Chez GEFCO, la raison d’être a été traduite en dix principes-clés qui guident les décisions quotidiennes. Ces principes d’action sont devenus un langage commun de référence, permettant de questionner le quotidien, jusqu’à la façon de charger les camions : non pas comme un bel assemblage : en tetris mais de façon à faciliter le travail du collègue qui va décharger et ainsi être en cohérence avec le principe d’action « Partenaire solide ». Le modèle managérial a également été redéfini pour appuyer sur les postures propres à l’ADN de GEFCO et qui permettent au manager de faire vivre à son équipe une expérience alignée avec la raison d’être du Groupe. Par exemple, un manager GEFCO cherchera à « saisir chaque occasion pour rendre visite et enrichir les relations », en cohérence avec la singularité du Groupe résumée par le terme d’Infinite Proximity. Concrètement, les agents sont ainsi autorisés et encouragés à sortir, à aller voir les collègues d’une autre agence pour réfl échir avec lui plutôt que de passer par le téléphone, à aller rendre visite au client en dehors des réunions imposées…
Comme l’explique Emery Jacquillat de la Camif : « la raison d’être est un facteur de libération du management. Ça n’est pas l’entreprise libérée, c’est le manager libéré. Il n’y a pas d’ordres à donner puisque la mission est là. Le jour où tu fais quelque chose qui n’est pas aligné avec elle, tes collègues s’en rendent compte tout de suite. »

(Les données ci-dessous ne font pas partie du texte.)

//! Part access for OOXML packages (.xlsx, .xlsm, .xlsb)
//!
//! Part names inside a package are compared without regard to ASCII case or
//! separator style, since writers disagree on both.

use crate::error::MasterIndexError;
use crate::helpers::biff12::Biff12Reader;
use crate::helpers::xml::XmlReader;
use crate::spreadsheet::SpreadsheetError;
use std::io::BufReader;
use std::io::Read;
use std::io::Seek;
use zip::read::ZipFile;
use zip::result::ZipError;
use zip::ZipArchive;

/// Leading bytes of a ZIP local file header
pub(crate) const SIGNATURE: [u8; 4] = [b'P', b'K', 0x03, 0x04];

type PartXmlReader<'a, RS> = XmlReader<BufReader<ZipFile<'a, RS>>>;
type PartBiffReader<'a, RS> = Biff12Reader<BufReader<ZipFile<'a, RS>>>;

/// Package part lookup with readers for the two workbook encodings
pub(crate) trait ZipHelper<RS: Read + Seek> {
    /// Opens a part if the package has it
    fn part(&'_ mut self, name: &str) -> Result<Option<ZipFile<'_, RS>>, MasterIndexError>;

    /// XML reader over an optional part such as `_rels/.rels`
    fn xml_reader(&'_ mut self, name: &str) -> Result<Option<PartXmlReader<'_, RS>>, MasterIndexError>;

    /// XML reader over a part the package must contain
    fn required_xml_reader(&'_ mut self, name: &str) -> Result<PartXmlReader<'_, RS>, MasterIndexError>;

    /// BIFF12 record reader over a part the package must contain
    fn required_biff_reader(&'_ mut self, name: &str) -> Result<PartBiffReader<'_, RS>, MasterIndexError>;
}

impl<RS: Read + Seek> ZipHelper<RS> for ZipArchive<RS> {
    fn part(&'_ mut self, name: &str) -> Result<Option<ZipFile<'_, RS>>, MasterIndexError> {
        let Some(entry) = entry_name(self.file_names(), name) else {
            return Ok(None);
        };
        match self.by_name(&entry) {
            Ok(file) => Ok(Some(file)),
            Err(ZipError::FileNotFound) => Ok(None),
            Err(error) => Err(error)?,
        }
    }

    fn xml_reader(&'_ mut self, name: &str) -> Result<Option<PartXmlReader<'_, RS>>, MasterIndexError> {
        Ok(self.part(name)?.map(|file| XmlReader::new(BufReader::new(file))))
    }

    fn required_xml_reader(&'_ mut self, name: &str) -> Result<PartXmlReader<'_, RS>, MasterIndexError> {
        let file = self.part(name)?
            .ok_or_else(|| SpreadsheetError::MissingPartError(name.to_owned()))?;
        Ok(XmlReader::new(BufReader::new(file)))
    }

    fn required_biff_reader(&'_ mut self, name: &str) -> Result<PartBiffReader<'_, RS>, MasterIndexError> {
        let file = self.part(name)?
            .ok_or_else(|| SpreadsheetError::MissingPartError(name.to_owned()))?;
        Ok(Biff12Reader::new(BufReader::new(file)))
    }
}

/// Finds the archive entry that names the same part as `name`
fn entry_name<'a>(entries: impl Iterator<Item = &'a str>, name: &str) -> Option<String> {
    let wanted = normalize(name);
    entries
        .into_iter()
        .find(|entry| normalize(entry).eq_ignore_ascii_case(&wanted))
        .map(str::to_owned)
}

fn normalize(name: &str) -> String {
    name.replace('\\', "/").trim_start_matches('/').to_owned()
}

De nouveaux outils de mesure
Changer le modèle économique c’est aussi changer la mesure. Et pour manager par la raison d’être, la cohérence doit s’installer jusqu’au pilotage de l’entreprise. Si le référentiel B-Corp est un bon outil de mesure des progrès, il n’est pas suffisant et les entreprises en sont aux prémices de cette démarche. « Ces outils de mesure sont précieux, mais ils partent toujours du processus. La grande révolution de la raison d’être et, au stade suivant, de la société à mission, est de la décliner en stratégies, associées à des indicateurs de performance. On part alors de la tête de l’entreprise », remarque Anne-France Bonnet, qui dirige le cabinet de conseil Nuova Vista (voir page 50). La MAIF a ainsi défi ni quatre indicateurs-clés : le bien-être des collaborateurs, le niveau de satisfaction des sociétaires, l’impact environnemental et la performance économique (les deux premiers sont surpondérés). Le sociétal et l’économique se retrouvent au même niveau.
Cet alignement produit des résultats. Selon Jim Stengel, dans son ouvrage intitulé Grow (2), les entreprises de l’index Stengel 50, choisies pour avoir inscrit l’engagement et la raison d’être au cœur de leur mission et de leur offre ont connu une croissance trois fois plus rapide que les entreprises du S&P 5000 durant les dix dernières années. Selon une autre étude, l’Insights 2020 de la Advertising Research Foundation, 86 % des entreprises qui surperforment relient tout ce qu’elles font à leur raison d’être. C’est le moment de communiquer fièrement.